Alexander Zverev© Julien Crosnier / FFT
 - Alex Sharp

Alexander Zverev’s Roland-Garros quest is up and running but the Next Gen leader was once again hauled into a five-set battle to earn his progress in Paris.

The world No.5 managed to quell a courageous comeback from John Millman 7-6(4), 6-3, 2-6, 6-7(5), 6-3 over four hours and eight minutes on Court Philippe-Chatrier.

 

The relief was palpable as Zverev crouched on the clay moments after victory, tapping the court with his racquet in a moment of reflection.

“Today was a tough one, I expected it to be a long match. For a first match it was a great match,” said Zverev, hailing his opponent. “John played unbelievable. He made life so difficult for me. I am just happy to be in the next round, looking at the positive things.”

At Roland-Garros 2018 the German required five-sets in three consecutive rounds before Dominic Thiem halted his title tilt in the quarter-finals, but the fifth seed is forward thinking.

“I'm here to play my best. I'm here to win matches, I'm excited to what's coming ahead,” Zverev said. “Most important, I'm still in the tournament, and that's all that matters.”

An 11th career title was lifted in Geneva last Saturday, his first trophy of 2019, where Zverev was also pushed the distance in three matches.

“I won a lot of tight matches, I think Geneva helped me today, as well. Obviously very different conditions out there," he noted. "Very difficult to play today but I think it's great that I came through a match like this.”



Zverev made a scorching start, unleashing a barrage of winners off the backhand wing. One in particular was glorious as the German stayed low outside the tramlines and arrowed a shot around the net post.  

The scoreboard rapidly turned to 4-1 in favour of the fifth seed, before Millman began prolonging the rallies, digging his teeth into the contest to dissolve the deficit.

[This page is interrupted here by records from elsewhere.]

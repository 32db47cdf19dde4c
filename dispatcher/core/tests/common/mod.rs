//! Shared fixtures for dispatcher integration tests
//!
//! [`ScriptedExecutor`] stands in for real model backends. Each backend can be
//! given a delay, made to fail, panic or hang, or held behind a gate that the
//! test opens explicitly. Every execution is recorded with its time window,
//! and overlapping executions on the same backend are detected.

#![allow(dead_code)]

use std::collections::{HashMap, HashSet};
use std::sync::atomic::{AtomicUsize, Ordering};
use std::sync::Arc;
use std::time::{Duration, Instant};

use async_trait::async_trait;
use parking_lot::Mutex;
use tokio::sync::Semaphore;

use dispatcher_core::backend::{prompt_text, ExecutionError, ExecutionOutput, Executor, Payload};
use dispatcher_core::{
    BackendDefinition, BackendKind, ConfigStore, DispatchOutcome, MemoryConfigStore, RequestId,
    Router, RouterSettings, StoreDocument,
};

/// Output tokens reported for every successful execution
pub const OUTPUT_TOKENS: u64 = 3;

// =============================================================================
// Scripted Executor
// =============================================================================

/// One recorded execution
#[derive(Clone, Debug)]
pub struct ExecutionWindow {
    /// Backend that executed
    pub backend_id: String,
    /// Prompt text of the payload
    pub label: String,
    /// When execution began
    pub started: Instant,
    /// When execution ended (absent if it never returned)
    pub finished: Option<Instant>,
}

#[derive(Default)]
struct Script {
    delays: HashMap<String, Duration>,
    failing: HashSet<String>,
    panicking: HashSet<String>,
    hanging: HashSet<String>,
    gates: HashMap<String, Arc<Semaphore>>,
}

/// Executor whose behaviour is configured per backend
#[derive(Default)]
pub struct ScriptedExecutor {
    script: Mutex<Script>,
    windows: Mutex<Vec<ExecutionWindow>>,
    in_flight: Mutex<HashMap<String, usize>>,
    overlaps: AtomicUsize,
    peak_total_in_flight: AtomicUsize,
    total_in_flight: AtomicUsize,
}

impl ScriptedExecutor {
    pub fn new() -> Arc<Self> {
        Arc::new(Self::default())
    }

    /// Sleep this long on every execution for the backend
    pub fn delay(&self, backend_id: &str, delay: Duration) {
        self.script.lock().delays.insert(backend_id.to_string(), delay);
    }

    /// Return an execution error for the backend
    pub fn fail(&self, backend_id: &str) {
        self.script.lock().failing.insert(backend_id.to_string());
    }

    /// Panic inside execution for the backend
    pub fn panic(&self, backend_id: &str) {
        self.script.lock().panicking.insert(backend_id.to_string());
    }

    /// Never return for the backend
    pub fn hang(&self, backend_id: &str) {
        self.script.lock().hanging.insert(backend_id.to_string());
    }

    /// Hold every execution for the backend until a permit is released
    pub fn gate(&self, backend_id: &str) -> Arc<Semaphore> {
        let gate = Arc::new(Semaphore::new(0));
        self.script
            .lock()
            .gates
            .insert(backend_id.to_string(), Arc::clone(&gate));
        gate
    }

    /// Executions recorded so far, in start order
    pub fn windows(&self) -> Vec<ExecutionWindow> {
        self.windows.lock().clone()
    }

    /// Labels of executions on one backend, in start order
    pub fn labels_for(&self, backend_id: &str) -> Vec<String> {
        self.windows
            .lock()
            .iter()
            .filter(|w| w.backend_id == backend_id)
            .map(|w| w.label.clone())
            .collect()
    }

    /// Number of times two executions overlapped on one backend
    pub fn overlaps(&self) -> usize {
        self.overlaps.load(Ordering::SeqCst)
    }

    /// Largest number of simultaneous executions across all backends
    pub fn peak_parallelism(&self) -> usize {
        self.peak_total_in_flight.load(Ordering::SeqCst)
    }

    fn enter(&self, backend_id: &str, label: String) -> usize {
        {
            let mut in_flight = self.in_flight.lock();
            let count = in_flight.entry(backend_id.to_string()).or_insert(0);
            *count += 1;
            if *count > 1 {
                self.overlaps.fetch_add(1, Ordering::SeqCst);
            }
        }
        let total = self.total_in_flight.fetch_add(1, Ordering::SeqCst) + 1;
        self.peak_total_in_flight.fetch_max(total, Ordering::SeqCst);

        let mut windows = self.windows.lock();
        windows.push(ExecutionWindow {
            backend_id: backend_id.to_string(),
            label,
            started: Instant::now(),
            finished: None,
        });
        windows.len() - 1
    }

    fn leave(&self, backend_id: &str, index: usize) {
        if let Some(count) = self.in_flight.lock().get_mut(backend_id) {
            *count = count.saturating_sub(1);
        }
        self.total_in_flight.fetch_sub(1, Ordering::SeqCst);
        if let Some(window) = self.windows.lock().get_mut(index) {
            window.finished = Some(Instant::now());
        }
    }
}

/// Decrements in-flight counters even when execution is aborted
struct InFlight<'a> {
    executor: &'a ScriptedExecutor,
    backend_id: String,
    index: usize,
}

impl Drop for InFlight<'_> {
    fn drop(&mut self) {
        self.executor.leave(&self.backend_id, self.index);
    }
}

#[async_trait]
impl Executor for ScriptedExecutor {
    fn name(&self) -> &str {
        "scripted"
    }

    async fn execute(
        &self,
        backend: &BackendDefinition,
        payload: &Payload,
    ) -> Result<ExecutionOutput, ExecutionError> {
        let label = prompt_text(payload);
        let index = self.enter(&backend.id, label.clone());
        let _guard = InFlight {
            executor: self,
            backend_id: backend.id.clone(),
            index,
        };

        let (delay, fail, panic, hang, gate) = {
            let script = self.script.lock();
            (
                script.delays.get(&backend.id).copied(),
                script.failing.contains(&backend.id),
                script.panicking.contains(&backend.id),
                script.hanging.contains(&backend.id),
                script.gates.get(&backend.id).cloned(),
            )
        };

        if let Some(gate) = gate {
            if let Ok(permit) = gate.acquire().await {
                permit.forget();
            }
        }
        if hang {
            std::future::pending::<()>().await;
        }
        if let Some(delay) = delay {
            tokio::time::sleep(delay).await;
        }
        if panic {
            panic!("scripted panic on {}", backend.id);
        }
        if fail {
            return Err(ExecutionError::Backend(format!("scripted failure on {}", backend.id)));
        }

        let input_tokens = label.split_whitespace().count() as u64;
        Ok(ExecutionOutput::new(
            serde_json::json!({ "backend": backend.id, "echo": label }),
            input_tokens,
            OUTPUT_TOKENS,
        ))
    }
}

// =============================================================================
// Outcome Collection
// =============================================================================

/// Collects completion handler invocations
#[derive(Clone, Default)]
pub struct OutcomeLog {
    outcomes: Arc<Mutex<Vec<DispatchOutcome>>>,
    invocations: Arc<Mutex<HashMap<RequestId, usize>>>,
}

impl OutcomeLog {
    pub fn new() -> Self {
        Self::default()
    }

    /// A completion handler that records into this log
    pub fn handler(&self) -> impl FnOnce(DispatchOutcome) + Send + 'static {
        let outcomes = Arc::clone(&self.outcomes);
        let invocations = Arc::clone(&self.invocations);
        move |outcome| {
            *invocations
                .lock()
                .entry(outcome.request_id.clone())
                .or_insert(0) += 1;
            outcomes.lock().push(outcome);
        }
    }

    pub fn outcomes(&self) -> Vec<DispatchOutcome> {
        self.outcomes.lock().clone()
    }

    pub fn len(&self) -> usize {
        self.outcomes.lock().len()
    }

    /// Outcome for a request, if delivered
    pub fn get(&self, request_id: &RequestId) -> Option<DispatchOutcome> {
        self.outcomes
            .lock()
            .iter()
            .find(|o| &o.request_id == request_id)
            .cloned()
    }

    /// How many times each request's handler ran
    pub fn invocation_counts(&self) -> HashMap<RequestId, usize> {
        self.invocations.lock().clone()
    }

    /// Wait until `count` outcomes have arrived
    pub async fn wait_for(&self, count: usize, limit: Duration) -> bool {
        let deadline = Instant::now() + limit;
        while self.len() < count {
            if Instant::now() >= deadline {
                return false;
            }
            tokio::time::sleep(Duration::from_millis(5)).await;
        }
        true
    }
}

// =============================================================================
// Fixtures
// =============================================================================

/// `fast` (4000 tokens, priority 1, free) and `big` (16000 tokens, priority 2)
pub fn scenario_document() -> StoreDocument {
    let mut doc = StoreDocument::default();
    doc.insert(
        BackendDefinition::new("fast", BackendKind::Local)
            .with_display_name("Fast local model")
            .with_capabilities(["text_generation"])
            .with_max_tokens(4000)
            .with_priority(1),
    );
    doc.insert(
        BackendDefinition::new("big", BackendKind::Cloud)
            .with_display_name("Big cloud model")
            .with_capabilities(["text_generation", "code_generation"])
            .with_max_tokens(16000)
            .with_cost_per_token(0.000_02)
            .with_priority(2),
    );

    let rules = &mut doc.routing_rules;
    rules.default_backend = Some("fast".to_string());
    rules.capability_map.insert(
        "text_generation".to_string(),
        vec!["fast".to_string(), "big".to_string()],
    );
    rules
        .capability_map
        .insert("code_generation".to_string(), vec!["big".to_string()]);
    rules.token_thresholds.insert("fast".to_string(), 4000);
    rules.token_thresholds.insert("big".to_string(), 16000);
    rules
        .cost_tier_membership
        .insert("free".to_string(), vec!["fast".to_string()]);
    rules
        .cost_tier_membership
        .insert("premium".to_string(), vec!["big".to_string()]);
    doc
}

/// Start a router over an in-memory store
pub fn start_router(
    settings: RouterSettings,
    document: StoreDocument,
    executor: Arc<ScriptedExecutor>,
) -> (Arc<Router>, Arc<MemoryConfigStore>) {
    let store = Arc::new(MemoryConfigStore::new(document));
    let router = Router::start(
        settings,
        Arc::clone(&store) as Arc<dyn ConfigStore>,
        executor as Arc<dyn Executor>,
    );
    (Arc::new(router), store)
}
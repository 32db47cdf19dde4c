//! Line Protocol
//!
//! One JSON object per line in each direction.
//!
//! Commands carry an `op` tag and an optional `id` that is echoed back:
//!
//! ```text
//! {"id":1,"op":"submit","capabilities":["text_generation"],"payload":"Hello"}
//! {"id":1,"ok":true,"result":{"request_id":"req_...","backend_id":"fast",...}}
//! {"event":"completed","request_id":"req_...","success":true,...}
//! ```
//!
//! Responses are written in command order. Completion events are written
//! whenever a request finishes, interleaved with responses.

use chrono::{DateTime, Utc};
use serde::{Deserialize, Serialize};
use serde_json::Value;
use tokio::sync::mpsc;

use dispatcher_core::{
    BackendDefinition, CallerPreferences, DispatchOutcome, DispatchStatus, RequestId, Router,
    RoutingRulesPatch, SelectionCriteria, SubmitRequest,
};

/// Default number of history records returned
const DEFAULT_HISTORY_LIMIT: usize = 50;

fn default_history_limit() -> usize {
    DEFAULT_HISTORY_LIMIT
}

/// Serialized lines bound for stdout
pub type LineSender = mpsc::UnboundedSender<String>;

// ============================================================================
// Commands
// ============================================================================

/// A request read from stdin
#[derive(Debug, Deserialize)]
#[serde(tag = "op", rename_all = "snake_case")]
pub enum Command {
    /// Queue a request for execution
    Submit {
        #[serde(flatten)]
        request: SubmitRequest,
    },
    /// Run selection without queueing anything
    Select {
        #[serde(flatten)]
        criteria: SelectionCriteria,
    },
    /// Enabled backends, optionally filtered
    ListBackends {
        #[serde(default)]
        capability: Option<String>,
        #[serde(default)]
        caller_id: Option<String>,
    },
    /// Usage counters for one backend or all of them
    Stats {
        #[serde(default)]
        backend_id: Option<String>,
    },
    /// Recent history, newest first
    History {
        #[serde(default = "default_history_limit")]
        limit: usize,
        #[serde(default)]
        caller_id: Option<String>,
    },
    AddBackend {
        backend: BackendDefinition,
    },
    UpdateBackend {
        backend_id: String,
        backend: BackendDefinition,
    },
    RemoveBackend {
        backend_id: String,
    },
    EnableBackend {
        backend_id: String,
    },
    DisableBackend {
        backend_id: String,
    },
    UpdateRoutingRules {
        #[serde(flatten)]
        patch: RoutingRulesPatch,
    },
    UpdateCallerPreferences {
        caller_id: String,
        preferences: CallerPreferences,
    },
    /// Charge tokens to a backend outside the dispatch path
    RecordUsage {
        backend_id: String,
        tokens: u64,
    },
    /// Re-read the configuration store
    Reload,
}

// ============================================================================
// Responses and Events
// ============================================================================

/// Reply to one command
#[derive(Debug, PartialEq, Serialize)]
pub struct Response {
    /// Correlation id copied from the command
    #[serde(skip_serializing_if = "Option::is_none")]
    pub id: Option<Value>,
    pub ok: bool,
    #[serde(skip_serializing_if = "Option::is_none")]
    pub result: Option<Value>,
    #[serde(skip_serializing_if = "Option::is_none")]
    pub error: Option<String>,
}

impl Response {
    fn success(id: Option<Value>, result: Value) -> Self {
        Self {
            id,
            ok: true,
            result: Some(result),
            error: None,
        }
    }

    fn failure(id: Option<Value>, error: impl ToString) -> Self {
        Self {
            id,
            ok: false,
            result: None,
            error: Some(error.to_string()),
        }
    }
}

/// Written when a completion handler fires
#[derive(Debug, Serialize)]
pub struct CompletionEvent {
    /// Always `"completed"`
    pub event: &'static str,
    pub request_id: RequestId,
    pub backend_id: String,
    #[serde(skip_serializing_if = "Option::is_none")]
    pub caller_id: Option<String>,
    pub status: DispatchStatus,
    pub success: bool,
    #[serde(skip_serializing_if = "Option::is_none")]
    pub output: Option<Value>,
    #[serde(skip_serializing_if = "Option::is_none")]
    pub error: Option<String>,
    pub total_tokens: u64,
    pub cost: f64,
    #[serde(skip_serializing_if = "Option::is_none")]
    pub started_at: Option<DateTime<Utc>>,
    pub completed_at: DateTime<Utc>,
}

impl From<DispatchOutcome> for CompletionEvent {
    fn from(outcome: DispatchOutcome) -> Self {
        let status = outcome.status();
        let error = outcome.error();
        let (output, total_tokens, cost) = match outcome.result {
            Ok(done) => (Some(done.output), done.total_tokens, done.cost),
            Err(_) => (None, 0, 0.0),
        };

        Self {
            event: "completed",
            request_id: outcome.request_id,
            backend_id: outcome.backend_id,
            caller_id: outcome.caller_id,
            status,
            success: error.is_none(),
            output,
            error,
            total_tokens,
            cost,
            started_at: outcome.started_at,
            completed_at: outcome.completed_at,
        }
    }
}

// ============================================================================
// Dispatch
// ============================================================================

/// Parse one input line and run it against the router
pub fn handle_line(router: &Router, line: &str, events: &LineSender) -> Response {
    let mut value: Value = match serde_json::from_str(line) {
        Ok(value) => value,
        Err(e) => return Response::failure(None, format!("invalid JSON: {e}")),
    };

    let id = value.as_object_mut().and_then(|obj| obj.remove("id"));
    let command: Command = match serde_json::from_value(value) {
        Ok(command) => command,
        Err(e) => return Response::failure(id, format!("invalid command: {e}")),
    };

    match execute(router, command, events) {
        Ok(result) => Response::success(id, result),
        Err(error) => Response::failure(id, error),
    }
}

/// Run a parsed command
pub fn execute(router: &Router, command: Command, events: &LineSender) -> Result<Value, String> {
    match command {
        Command::Submit { request } => {
            let events = events.clone();
            let receipt = router
                .submit(request, move |outcome| emit(&events, &CompletionEvent::from(outcome)))
                .map_err(|e| e.to_string())?;
            to_value(&receipt)
        }
        Command::Select { criteria } => match router.select(&criteria) {
            Some(selection) => to_value(&selection),
            None => Ok(Value::Null),
        },
        Command::ListBackends {
            capability,
            caller_id,
        } => to_value(&router.list_backends(capability.as_deref(), caller_id.as_deref())),
        Command::Stats { backend_id } => match backend_id {
            Some(id) => match router.stats(&id) {
                Some(stats) => to_value(&stats),
                None => Err(format!("backend not found: {id}")),
            },
            None => to_value(&router.all_stats()),
        },
        Command::History { limit, caller_id } => {
            to_value(&router.history(limit, caller_id.as_deref()))
        }
        Command::AddBackend { backend } => {
            router.add_backend(backend).map_err(|e| e.to_string())?;
            Ok(Value::Null)
        }
        Command::UpdateBackend {
            backend_id,
            backend,
        } => {
            router
                .update_backend(&backend_id, backend)
                .map_err(|e| e.to_string())?;
            Ok(Value::Null)
        }
        Command::RemoveBackend { backend_id } => {
            let removed = router
                .remove_backend(&backend_id)
                .map_err(|e| e.to_string())?;
            to_value(&removed)
        }
        Command::EnableBackend { backend_id } => {
            router
                .enable_backend(&backend_id)
                .map_err(|e| e.to_string())?;
            Ok(Value::Null)
        }
        Command::DisableBackend { backend_id } => {
            router
                .disable_backend(&backend_id)
                .map_err(|e| e.to_string())?;
            Ok(Value::Null)
        }
        Command::UpdateRoutingRules { patch } => {
            router
                .update_routing_rules(patch)
                .map_err(|e| e.to_string())?;
            Ok(Value::Null)
        }
        Command::UpdateCallerPreferences {
            caller_id,
            preferences,
        } => {
            router
                .update_caller_preferences(&caller_id, preferences)
                .map_err(|e| e.to_string())?;
            Ok(Value::Null)
        }
        Command::RecordUsage { backend_id, tokens } => {
            let cost = router
                .record_usage(&backend_id, tokens)
                .map_err(|e| e.to_string())?;
            Ok(serde_json::json!({ "cost": cost }))
        }
        Command::Reload => {
            let version = router.reload().map_err(|e| e.to_string())?;
            Ok(serde_json::json!({ "version": version }))
        }
    }
}

fn to_value<T: Serialize>(value: &T) -> Result<Value, String> {
    serde_json::to_value(value).map_err(|e| format!("failed to encode result: {e}"))
}

/// Serialize and queue a line for stdout
pub fn emit<T: Serialize>(lines: &LineSender, message: &T) {
    match serde_json::to_string(message) {
        Ok(line) => {
            if lines.send(line).is_err() {
                tracing::warn!("Output closed, dropping line");
            }
        }
        Err(e) => tracing::error!(error = %e, "Failed to encode output line"),
    }
}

With an open court the world No.5 looped a forehand long, wasting a set point and enabling Millman to force a tie-break.

 

Even though Zverev claimed the gruelling 68-minute opener, his rhythm was still off. Down a break at 2-3 the 22-year-old carved an acute volley and crisp backhand passing shot to wrestle back the momentum, claiming four successive games. “Let’s go” Zverev bellowed towards the stands, two sets in the ascendancy.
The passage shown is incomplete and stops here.